Since the 1990s, then, the field has just continued to rapidly develop and expand, ranging from Ben Knights’ Writing Masculinities (1999), focused on male narratives in twentieth-century (British) fictions, to Berthold Schoene’s Writing Men (2000), a literary history of masculinities in the UK from Frankenstein to “the New Man.” The latter offered an important corrective to the field’s recurrent heterosexist biases, incorporating several gay authors and fictions.4 Amongst the latest additions to the field are Todd W. Reeser’s Masculinities in Theory (2009), one of the first introductions to masculinities from a humanities rather than literary angle, and two studies by Stefan Horlacher, Constructions of Masculinity in British Literature from the Middle Ages to the Present (2011) and Configuring Masculinity in Theory and Literary Practice (2015), both focused on British literature.5 These have been recently complemented by Alternative Masculinities for a Changing World (2014), edited by Àngels Carabí and Josep M. Armengol, which explores non-dominant models of masculinity in contemporary U.S. culture and literature, and Masculinities and Literary Studies (Armengol et al 2017), which illustrates the intersections between masculinities and U.S. literary studies, as well as some of the latest advances ensuing thereof.
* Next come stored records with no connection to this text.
/// Main TUI application

use anyhow::Result;
use crossterm::{
    event::{self, Event, KeyCode, KeyEvent, KeyEventKind, KeyModifiers},
    execute,
    terminal::{disable_raw_mode, enable_raw_mode, EnterAlternateScreen, LeaveAlternateScreen},
};
use ratatui::{backend::CrosstermBackend, Terminal};
use std::io;
use std::time::Duration;
use tokio::sync::mpsc::{unbounded_channel, UnboundedReceiver};
use tokio::task::JoinHandle;
use tracing::{debug, info};

use crate::core::monitor::{build_panel, spawn_log_fetch, spawn_restart, UpdateSender};
use crate::core::{Collector, PollLoop, ServiceNode, SharedState, UiUpdate};
use crate::screens::{Dashboard, LogsView};
use crate::utils::AppConfig;

const LOGS_LOADING: &str = "Loading logs...";

pub struct App {
    dashboard: Dashboard,
    state: SharedState,
    collector: Collector,
    config: AppConfig,
    updates_tx: UpdateSender,
    updates_rx: UnboundedReceiver<UiUpdate>,
    poll_handle: Option<JoinHandle<()>>,
    status_message: Option<String>,
    logs: Option<LogsView>,
    show_help: bool,
    should_quit: bool,
}

impl App {
    pub async fn new(collector: Collector, state: SharedState, config: AppConfig) -> Self {
        let mode = state.read().await.mode;
        let (updates_tx, updates_rx) = unbounded_channel();

        Self {
            dashboard: Dashboard::new(mode),
            state,
            collector,
            config,
            updates_tx,
            updates_rx,
            poll_handle: None,
            status_message: None,
            logs: None,
            show_help: false,
            should_quit: false,
        }
    }

    /// Apply a snapshot taken before the terminal was set up
    pub async fn seed(&mut self, nodes: Vec<ServiceNode>) {
        let (mode, active_id) = {
            let s = self.state.read().await;
            (s.mode, s.active_id.clone())
        };
        let panel = build_panel(&nodes, active_id.as_deref(), mode);
        self.apply_update(UiUpdate::Snapshot { nodes, panel, mode }).await;
    }

    pub async fn run(&mut self) -> Result<()> {
        // Setup terminal
        enable_raw_mode()?;
        let mut stdout = io::stdout();
        execute!(stdout, EnterAlternateScreen)?;
        let backend = CrosstermBackend::new(stdout);
        let mut terminal = Terminal::new(backend)?;

        self.start_polling();

        let result = self.run_loop(&mut terminal).await;

        if let Some(handle) = self.poll_handle.take() {
            handle.abort();
        }

        // Restore terminal
        disable_raw_mode()?;
        execute!(terminal.backend_mut(), LeaveAlternateScreen)?;
        terminal.show_cursor()?;

        result
    }

    fn start_polling(&mut self) {
        let poll = PollLoop::new(
            self.collector.clone(),
            self.state.clone(),
            self.config.poll_intervals(),
            self.updates_tx.clone(),
        );
        self.poll_handle = Some(poll.spawn());
    }

    async fn run_loop<B: ratatui::backend::Backend>(&mut self, terminal: &mut Terminal<B>) -> Result<()> {
        loop {
            // Drain background results (non-blocking)
            while let Ok(update) = self.updates_rx.try_recv() {
                self.apply_update(update).await;
            }

            terminal.draw(|f| {
                self.dashboard.render(f, self.status_message.as_deref(), self.logs.as_ref(), self.show_help)
            })?;

            if event::poll(Duration::from_millis(100))? {
                if let Event::Key(key_event) = event::read()? {
                    if key_event.kind == KeyEventKind::Press {
                        self.handle_key(key_event).await;
                    }
                }
            }

            if self.should_quit {
                break;
            }
        }

        Ok(())
    }

    async fn apply_update(&mut self, update: UiUpdate) {
        match update {
            UiUpdate::Snapshot { nodes, panel, mode } => {
                // Render with the collection mode; a toggle mid-cycle applies from the next snapshot
                let last_selected = self.state.read().await.last_selected_name.clone();
                self.dashboard.update(nodes, panel, mode, last_selected.as_deref());
            }
            UiUpdate::Logs { name, result } => {
                // Ignore results for an overlay the user already closed
                let Some(logs) = self.logs.as_mut().filter(|l| l.name == name) else {
                    debug!(container = %name, "dropping logs for closed overlay");
                    return;
                };
                logs.text = match result {
                    Ok(text) => text,
                    Err(e) => format!("Error: {}", e),
                };
                logs.scroll = 0;
            }
            UiUpdate::Restart { name, result } => {
                self.status_message = Some(match result {
                    Ok(()) => format!("{} restarted", name),
                    Err(e) => format!("Error: {}", e),
                });
            }
        }
    }

    async fn handle_key(&mut self, key_event: KeyEvent) {
        let key = key_event.code;

        if key == KeyCode::Char('c') && key_event.modifiers.contains(KeyModifiers::CONTROL) {
            self.should_quit = true;
            return;
        }

        if self.show_help {
            if matches!(key, KeyCode::Esc | KeyCode::Char('h') | KeyCode::Char('H') | KeyCode::F(1)) {
                self.show_help = false;
            }
            return;
        }

        if let Some(logs) = self.logs.as_mut() {
            match key {
                KeyCode::Esc | KeyCode::Char('l') | KeyCode::Char('L') => self.logs = None,
                KeyCode::Down => logs.scroll = logs.scroll.saturating_add(1),
                KeyCode::Up => logs.scroll = logs.scroll.saturating_sub(1),
                KeyCode::PageDown => logs.scroll = logs.scroll.saturating_add(20),
                KeyCode::PageUp => logs.scroll = logs.scroll.saturating_sub(20),
                _ => {}
            }
            return;
        }

        match key {
            KeyCode::Char('q') | KeyCode::Esc => {
                self.should_quit = true;
            }
            KeyCode::Char('h') | KeyCode::Char('H') | KeyCode::F(1) => {
                self.show_help = true;
            }
            KeyCode::Up => {
                self.dashboard.select_prev();
                self.remember_selection().await;
            }
            KeyCode::Down => {
                self.dashboard.select_next();
                self.remember_selection().await;
            }
            KeyCode::Enter => {
                self.activate_selection().await;
            }
            KeyCode::Char('l') | KeyCode::Char('L') => {
                self.open_logs();
            }
            KeyCode::Char('r') | KeyCode::Char('R') => {
                self.restart_selected();
            }
            KeyCode::Char('i') | KeyCode::Char('I') => {
                self.toggle_mode().await;
            }
            _ => {}
        }
    }

    async fn remember_selection(&mut self) {
        let name = self.dashboard.selected_node().map(|n| n.name.clone());
        self.state.write().await.last_selected_name = name;
    }

    /// Show the selected node's details, or the summary when the root is selected
    async fn activate_selection(&mut self) {
        let active_id = self.dashboard.selected_node().map(|n| n.id.clone());
        let mode = {
            let mut s = self.state.write().await;
            s.active_id = active_id.clone();
            s.mode
        };
        let panel = build_panel(self.dashboard.nodes(), active_id.as_deref(), mode);
        self.dashboard.set_panel(panel);
        self.status_message = None;
    }

    fn open_logs(&mut self) {
        let Some(node) = self.dashboard.selected_node() else {
            return;
        };

        self.logs = Some(LogsView {
            name: node.name.clone(),
            text: LOGS_LOADING.to_string(),
            scroll: 0,
        });
        spawn_log_fetch(
            self.collector.host().clone(),
            node.id.clone(),
            node.name.clone(),
            self.config.log_tail,
            self.updates_tx.clone(),
        );
    }

    fn restart_selected(&mut self) {
        let Some(node) = self.dashboard.selected_node() else {
            return;
        };

        self.status_message = Some(format!("Restarting {}...", node.name));
        spawn_restart(
            self.collector.host().clone(),
            node.id.clone(),
            node.name.clone(),
            self.config.restart_grace(),
            self.updates_tx.clone(),
        );
    }

    async fn toggle_mode(&mut self) {
        let mode = {
            let mut s = self.state.write().await;
            s.mode = s.mode.toggled();
            s.mode
        };
        info!(mode = mode.label(), "monitor mode changed");
        self.dashboard.set_mode(mode);
        self.status_message = Some(format!("Mode: {}", mode.label()));
    }
}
Given the growing number of publications on cultural representations of masculinities, it is no wonder that Michael Kimmel has defined this (sub)field as “probably the center” of current masculinity research, which, in his view, has since the 1990s privileged cultural studies of masculinities vis-à-vis the hegemony of psychological, anthropological, and sociological studies of the two previous decades (16).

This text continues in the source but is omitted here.